## TASK OBJECTIVE
Look at each line of the listing. Copy those that hold the string "Debug".

○ ○ ○ ○ ○

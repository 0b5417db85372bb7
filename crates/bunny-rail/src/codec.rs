//! Fixed-layout binary records of the control-plane protocol.
//!
//! Control-plane records are little-endian and keep the alignment padding of
//! the native structs the switch agent was written against.
//!
//! # Point-add record (120 bytes)
//!
//! ```text
//! Offset  Size  Field
//! ------  ----  -----
//! 0       4     Robot id (i32)
//! 4       4     Point id
//! 8       4     Next point id
//! 12      4     Padding
//! 16      8     Duration in ms (u64)
//! 24      48    Positions, 6 x f64
//! 72      48    Speeds, 6 x f64
//! ```
//!
//! # Function-entry record (32 bytes)
//!
//! ```text
//! Offset  Size  Field
//! ------  ----  -----
//! 0       1     Selector (b'A', b'T' or b'D')
//! 1       7     Padding
//! 8       8     Match value (u64)
//! 16      8     Match mask (u64)
//! 24      8     Output (u64, two's complement of the i64 output)
//! ```
//!
//! The upload header sent to the proxy is the only big-endian record: a
//! `u32` mode followed by a `u32` payload length.

use std::io::{Cursor, ErrorKind, Read};

use byteorder::{BigEndian, LittleEndian, ReadBytesExt};
use serde::{Deserialize, Serialize};

use crate::error::{RailError, Result};
use crate::ternary::TernaryRule;
use crate::trajectory::{TrajectoryPoint, JOINTS};

/// Size of an encoded point-add record.
pub const POINT_RECORD_LEN: usize = 120;

/// Size of an encoded function-entry record.
pub const FUNCTION_RECORD_LEN: usize = 32;

/// Size of an encoded upload header.
pub const UPLOAD_HEADER_LEN: usize = 8;

/// Function table a ternary rule belongs to.
#[derive(Debug, Clone, Copy, PartialEq, Eq, Hash, Serialize, Deserialize)]
pub enum Selector {
    /// Function of the actual joint speed.
    ActualSpeed,
    /// Function of the target joint speed.
    TargetSpeed,
    /// Function of the position difference.
    PositionDifference,
}

impl Selector {
    /// All tables, in installation order.
    pub const ALL: [Selector; 3] = [
        Selector::PositionDifference,
        Selector::ActualSpeed,
        Selector::TargetSpeed,
    ];

    /// Wire tag of the table.
    pub fn tag(self) -> u8 {
        match self {
            Selector::ActualSpeed => b'A',
            Selector::TargetSpeed => b'T',
            Selector::PositionDifference => b'D',
        }
    }

    /// Parse a wire tag.
    pub fn from_tag(tag: u8) -> Result<Self> {
        match tag {
            b'A' => Ok(Selector::ActualSpeed),
            b'T' => Ok(Selector::TargetSpeed),
            b'D' => Ok(Selector::PositionDifference),
            other => Err(RailError::UnknownSelector(other)),
        }
    }
}

/// Point-add record: a trajectory point addressed to one robot.
#[derive(Debug, Clone, PartialEq)]
pub struct PointRecord {
    pub robot_id: i32,
    pub point: TrajectoryPoint,
}

impl PointRecord {
    pub fn encode(&self) -> Vec<u8> {
        let mut buf = Vec::with_capacity(POINT_RECORD_LEN);
        buf.extend_from_slice(&self.robot_id.to_le_bytes());
        buf.extend_from_slice(&self.point.id.to_le_bytes());
        buf.extend_from_slice(&self.point.next_id.to_le_bytes());
        buf.extend_from_slice(&[0u8; 4]);
        buf.extend_from_slice(&self.point.duration_ms.to_le_bytes());
        for v in self.point.positions.iter().chain(self.point.speeds.iter()) {
            buf.extend_from_slice(&v.to_le_bytes());
        }
        buf
    }

    pub fn decode(data: &[u8]) -> Result<Self> {
        expect_len("point", data, POINT_RECORD_LEN)?;
        let mut cursor = Cursor::new(data);

        let robot_id = cursor.read_i32::<LittleEndian>()?;
        let id = cursor.read_u32::<LittleEndian>()?;
        let next_id = cursor.read_u32::<LittleEndian>()?;
        cursor.set_position(16);
        let duration_ms = cursor.read_u64::<LittleEndian>()?;

        let mut positions = [0.0; JOINTS];
        cursor.read_f64_into::<LittleEndian>(&mut positions)?;
        let mut speeds = [0.0; JOINTS];
        cursor.read_f64_into::<LittleEndian>(&mut speeds)?;

        Ok(Self {
            robot_id,
            point: TrajectoryPoint {
                id,
                next_id,
                duration_ms,
                positions,
                speeds,
            },
        })
    }
}

/// Function-entry record: one ternary rule for one table.
#[derive(Debug, Clone, Copy, PartialEq, Eq)]
pub struct FunctionEntry {
    pub selector: Selector,
    pub match_value: u64,
    pub match_mask: u64,
    pub output: u64,
}

impl FunctionEntry {
    /// Entry for a generated rule; the output keeps its two's-complement bits.
    pub fn from_rule(selector: Selector, rule: &TernaryRule) -> Self {
        Self {
            selector,
            match_value: rule.match_value,
            match_mask: rule.match_mask,
            output: rule.output as u64,
        }
    }

    /// Entry from operator-supplied wide integers, clamped to the 64-bit fields.
    pub fn saturating(selector: Selector, match_value: u128, match_mask: u128, output: u128) -> Self {
        Self {
            selector,
            match_value: saturate_u64(match_value),
            match_mask: saturate_u64(match_mask),
            output: saturate_u64(output),
        }
    }

    /// Rule view of the entry.
    pub fn rule(&self) -> TernaryRule {
        TernaryRule {
            match_value: self.match_value,
            match_mask: self.match_mask,
            output: self.output as i64,
        }
    }

    pub fn encode(&self) -> Vec<u8> {
        let mut buf = Vec::with_capacity(FUNCTION_RECORD_LEN);
        buf.push(self.selector.tag());
        buf.extend_from_slice(&[0u8; 7]);
        buf.extend_from_slice(&self.match_value.to_le_bytes());
        buf.extend_from_slice(&self.match_mask.to_le_bytes());
        buf.extend_from_slice(&self.output.to_le_bytes());
        buf
    }

    pub fn decode(data: &[u8]) -> Result<Self> {
        expect_len("function entry", data, FUNCTION_RECORD_LEN)?;
        let selector = Selector::from_tag(data[0])?;
        let mut cursor = Cursor::new(&data[8..]);
        Ok(Self {
            selector,
            match_value: cursor.read_u64::<LittleEndian>()?,
            match_mask: cursor.read_u64::<LittleEndian>()?,
            output: cursor.read_u64::<LittleEndian>()?,
        })
    }
}

/// Clamp a wide unsigned value to `u64::MAX`.
pub fn saturate_u64(value: u128) -> u64 {
    u64::try_from(value).unwrap_or(u64::MAX)
}

/// Header of an inbound upload request.
#[derive(Debug, Clone, Copy, PartialEq, Eq)]
pub struct UploadHeader {
    pub mode: u32,
    pub length: u32,
}

impl UploadHeader {
    pub fn encode(&self) -> [u8; UPLOAD_HEADER_LEN] {
        let mut buf = [0u8; UPLOAD_HEADER_LEN];
        buf[..4].copy_from_slice(&self.mode.to_be_bytes());
        buf[4..].copy_from_slice(&self.length.to_be_bytes());
        buf
    }

    pub fn decode(data: &[u8]) -> Result<Self> {
        expect_len("upload header", data, UPLOAD_HEADER_LEN)?;
        let mut cursor = Cursor::new(data);
        Ok(Self {
            mode: cursor.read_u32::<BigEndian>()?,
            length: cursor.read_u32::<BigEndian>()?,
        })
    }
}

/// Decode a little-endian `i32`.
pub fn decode_i32(data: &[u8]) -> Result<i32> {
    expect_len("i32", data, 4)?;
    Ok(Cursor::new(data).read_i32::<LittleEndian>()?)
}

/// Decode a little-endian `u32`.
pub fn decode_u32(data: &[u8]) -> Result<u32> {
    expect_len("u32", data, 4)?;
    Ok(Cursor::new(data).read_u32::<LittleEndian>()?)
}

fn expect_len(record: &'static str, data: &[u8], expected: usize) -> Result<()> {
    if data.len() != expected {
        return Err(RailError::MalformedRecord {
            record,
            expected,
            got: data.len(),
        });
    }
    Ok(())
}

/// Read exactly `len` bytes.
///
/// Fails with `Disconnected` when the peer is gone before the first byte and
/// with `ShortRead` when it closes part-way through.
pub fn read_record<R: Read>(reader: &mut R, len: usize) -> Result<Vec<u8>> {
    let mut buf = vec![0u8; len];
    let mut got = 0;
    while got < len {
        match reader.read(&mut buf[got..]) {
            Ok(0) if got == 0 => return Err(RailError::Disconnected),
            Ok(0) => return Err(RailError::ShortRead { needed: len, got }),
            Ok(n) => got += n,
            Err(e) if e.kind() == ErrorKind::Interrupted => continue,
            Err(e) if e.kind() == ErrorKind::ConnectionReset => {
                return Err(if got == 0 {
                    RailError::Disconnected
                } else {
                    RailError::ShortRead { needed: len, got }
                });
            }
            Err(e) => return Err(e.into()),
        }
    }
    Ok(buf)
}

/// Read one little-endian `i32` from a stream.
pub fn read_i32<R: Read>(reader: &mut R) -> Result<i32> {
    decode_i32(&read_record(reader, 4)?)
}

/// Read one little-endian `u32` from a stream.
pub fn read_u32<R: Read>(reader: &mut R) -> Result<u32> {
    decode_u32(&read_record(reader, 4)?)
}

○ ○ ○ ○ ○

## SOLUTION TO THE PROBLEM
#[derive(Debug, Clone, Copy, PartialEq, Eq, Hash, Serialize, Deserialize)]
#[derive(Debug, Clone, PartialEq)]
#[derive(Debug, Clone, Copy, PartialEq, Eq)]
#[derive(Debug, Clone, Copy, PartialEq, Eq)]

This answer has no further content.